- ML and AI’s transformative impact in life sciences explored in an upcoming webinar hosted by Xtalks.
- Challenges include data quality, ethics, and infrastructure; FAIR data principles and the Cambridge Structural Database (CSD) presented as solutions.
- CSD, with 1.28M curated structures, exemplifies FAIR principles, certified by CoreTrustSeal.
- Experts from AstraZeneca and CCDC to discuss challenges and importance of quality data management.
- Webinar offers insights into how FAIR data principles and resources like CSD can revolutionize life sciences.
Main AI News:
The transformative potential of machine learning (ML) and artificial intelligence (AI) in life sciences is the subject of an upcoming webinar hosted by Xtalks. This event promises to deliver valuable insights into the challenges and opportunities presented by ML and AI in various industries, including healthcare, green energy, and technology.

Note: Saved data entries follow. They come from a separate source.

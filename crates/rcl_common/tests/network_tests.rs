//! Topology, netblock and naming gate tests

mod common;

use common::{FakeInterfaces, FakeResolver, CAMPUS_IP, RAS_IP};
use rcl_common::network::{
    check_netblock, is_valid_fqdn, Binding, InterfaceSource, Netblock, NetworkTopology,
    NetworkTopologyResolver, Role,
};
use rcl_common::schema::{Configuration, CONTAINER_NAME};
use rcl_common::RclError;
use std::cell::Cell;
use std::io;
use std::net::Ipv4Addr;

/// One interface whose addresses cannot be read; counts enumerations
#[derive(Default)]
struct UnreadableInterface {
    enumerations: Cell<usize>,
}

impl InterfaceSource for UnreadableInterface {
    fn interface_names(&self) -> io::Result<Vec<String>> {
        self.enumerations.set(self.enumerations.get() + 1);
        Ok(vec!["virbr1".to_string()])
    }

    fn ipv4_address(&self, _name: &str) -> io::Result<Option<Ipv4Addr>> {
        Err(io::Error::new(io::ErrorKind::PermissionDenied, "denied"))
    }
}

#[test]
fn test_netblock_membership() {
    assert!(check_netblock("10.23.16.1", Netblock::Management.cidr()));
    assert!(check_netblock("10.23.16.7", "10.23.16.0/29"));
    assert!(!check_netblock("10.23.16.8", "10.23.16.0/29"));
    assert!(check_netblock("10.88.3.4", Netblock::ContainerNetwork.cidr()));
    assert!(check_netblock("10.111.222.101", Netblock::Service.cidr()));
}

#[test]
fn test_netblock_never_raises_on_bad_input() {
    assert!(!check_netblock("not-an-ip", "10.23.16.0/29"));
    assert!(!check_netblock("10.23.16.1", "10.23.16.0/33"));
    assert!(!check_netblock("", ""));
}

#[test]
fn test_fqdn_grammar() {
    assert!(is_valid_fqdn("host", "example.com"));
    assert!(is_valid_fqdn(CONTAINER_NAME, "gpfs.local"));
    assert!(is_valid_fqdn("anyhost", "com"));
    assert!(!is_valid_fqdn("host.", "com"));
    assert!(!is_valid_fqdn("-host", "com"));
    assert!(!is_valid_fqdn("host", "c"));
}

#[test]
fn test_literal_address_passes_through() {
    let interfaces = FakeInterfaces::default();
    let resolver = FakeResolver::default();
    let topology = NetworkTopologyResolver::new(&interfaces, &resolver);

    let binding = topology.resolve_binding("10.23.16.1", Role::Ras).unwrap();
    assert_eq!(binding, Binding::Address(RAS_IP));
}

#[test]
fn test_missing_interface() {
    let interfaces = FakeInterfaces::healthy();
    let resolver = FakeResolver::default();
    let topology = NetworkTopologyResolver::new(&interfaces, &resolver);

    let err = topology.require_address("eth9", Role::Campus).unwrap_err();
    assert!(matches!(err, RclError::InterfaceMissing { role: Role::Campus, .. }));
    assert_eq!(err.exit_code(), 5);
}

#[test]
fn test_unbound_interface() {
    let interfaces = FakeInterfaces::healthy().with("virbr1", None);
    let resolver = FakeResolver::default();
    let topology = NetworkTopologyResolver::new(&interfaces, &resolver);

    assert_eq!(
        topology.resolve_binding("virbr1", Role::Ras).unwrap(),
        Binding::Unbound
    );
    let err = topology.require_address("virbr1", Role::Ras).unwrap_err();
    assert!(matches!(err, RclError::InterfaceUnbound { role: Role::Ras, .. }));
    assert_eq!(err.exit_code(), 4);
}

#[test]
fn test_resolve_topology() {
    let interfaces = FakeInterfaces::healthy();
    let resolver = FakeResolver::default();
    let topology = NetworkTopologyResolver::new(&interfaces, &resolver);

    let cfg: Configuration = [("CAMPUS_INTERFACE", "campus"), ("RAS_INTERFACE", "virbr1")]
        .into_iter()
        .collect();
    assert_eq!(
        topology.resolve_topology(&cfg).unwrap(),
        NetworkTopology {
            campus: CAMPUS_IP,
            ras: RAS_IP
        }
    );
}

#[test]
fn test_topology_without_interface_keys() {
    let interfaces = FakeInterfaces::healthy();
    let resolver = FakeResolver::default();
    let topology = NetworkTopologyResolver::new(&interfaces, &resolver);

    let cfg: Configuration = [("RAS_INTERFACE", "virbr1")].into_iter().collect();
    let err = topology.resolve_topology(&cfg).unwrap_err();
    assert_eq!(err.exit_code(), 5);
}

#[test]
fn test_ras_address() {
    let interfaces = FakeInterfaces::default();
    let resolver = FakeResolver::default();
    let topology = NetworkTopologyResolver::new(&interfaces, &resolver);

    assert!(topology.check_ras_address("10.23.16.1").is_ok());
    // In the netblock but not the bridge address
    assert_eq!(topology.check_ras_address("10.23.16.2").unwrap_err().exit_code(), 7);
    assert_eq!(topology.check_ras_address("192.168.1.1").unwrap_err().exit_code(), 7);
    assert_eq!(topology.check_ras_address("garbage").unwrap_err().exit_code(), 7);
}

#[test]
fn test_unresolvable_container_name() {
    let interfaces = FakeInterfaces::default();
    let resolver = FakeResolver::default();
    let topology = NetworkTopologyResolver::new(&interfaces, &resolver);

    assert!(topology
        .check_container_not_resolvable(CONTAINER_NAME, "example.com")
        .is_ok());
}

#[test]
fn test_container_name_in_container_network_is_tolerated() {
    let interfaces = FakeInterfaces::default();
    let resolver = FakeResolver::default().with(CONTAINER_NAME, Ipv4Addr::new(10, 88, 0, 5));
    let topology = NetworkTopologyResolver::new(&interfaces, &resolver);

    assert!(topology
        .check_container_not_resolvable(CONTAINER_NAME, "example.com")
        .is_ok());
}

#[test]
fn test_container_name_collision() {
    let interfaces = FakeInterfaces::default();
    let long_name = format!("{}.example.com", CONTAINER_NAME);
    let resolver = FakeResolver::default().with(&long_name, Ipv4Addr::new(192, 168, 100, 50));
    let topology = NetworkTopologyResolver::new(&interfaces, &resolver);

    let err = topology
        .check_container_not_resolvable(CONTAINER_NAME, "example.com")
        .unwrap_err();
    assert!(matches!(err, RclError::NamingCollision(_)));
    assert_eq!(err.exit_code(), 51);
}

#[test]
fn test_unreadable_interface_is_unbound() {
    let interfaces = UnreadableInterface::default();
    let resolver = FakeResolver::default();
    let topology = NetworkTopologyResolver::new(&interfaces, &resolver);

    let err = topology.require_address("virbr1", Role::Ras).unwrap_err();
    assert!(matches!(err, RclError::InterfaceUnbound { role: Role::Ras, .. }));
    assert_eq!(err.exit_code(), 4);
    // Existence is decided once, while resolving the binding
    assert_eq!(interfaces.enumerations.get(), 1);
}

One of the key challenges discussed in the webinar is the quality and availability of data, which are fundamental for training and validating ML models. Without reliable data, the full potential of ML and AI in life sciences cannot be realized. To address this issue, the webinar highlights the importance of adhering to the findable, accessible, interoperable, and reusable (FAIR) data principles, which aim to enhance data’s machine-actionability.
A shining example of FAIR data principles in action is the Cambridge Structural Database (CSD), which contains over 1.28 million fully curated small-molecule organic and metal–organic crystal structures. This vast repository of high-quality data is designed to be interoperable and is certified by CoreTrustSeal, making it a trusted resource for academic and industrial institutions worldwide.
The webinar will feature experts such as Dr. Ola Engkvist from AstraZeneca, Dr. Jonathan Betts, and Dr. Clare Tovee from the Cambridge Crystallographic Data Centre (CCDC). These thought leaders will discuss the challenges of using ML and AI in life sciences and underscore the importance of quality data management.
Attendees will gain valuable insights into how the FAIR data principles and resources like the CSD can advance ML and AI applications in fields such as drug discovery. By breaking down barriers and fostering collaboration between academia and industry, these technologies have the potential to revolutionize the life sciences industry.
Conclusion:
The webinar highlights the critical role of ML and AI in revolutionizing the life sciences industry. By addressing challenges in data quality and management through FAIR principles and leveraging resources like the CSD, organizations can unlock new opportunities for innovation and collaboration. This signifies a promising outlook for the market, with the potential to drive significant advancements in drug discovery, healthcare, and beyond.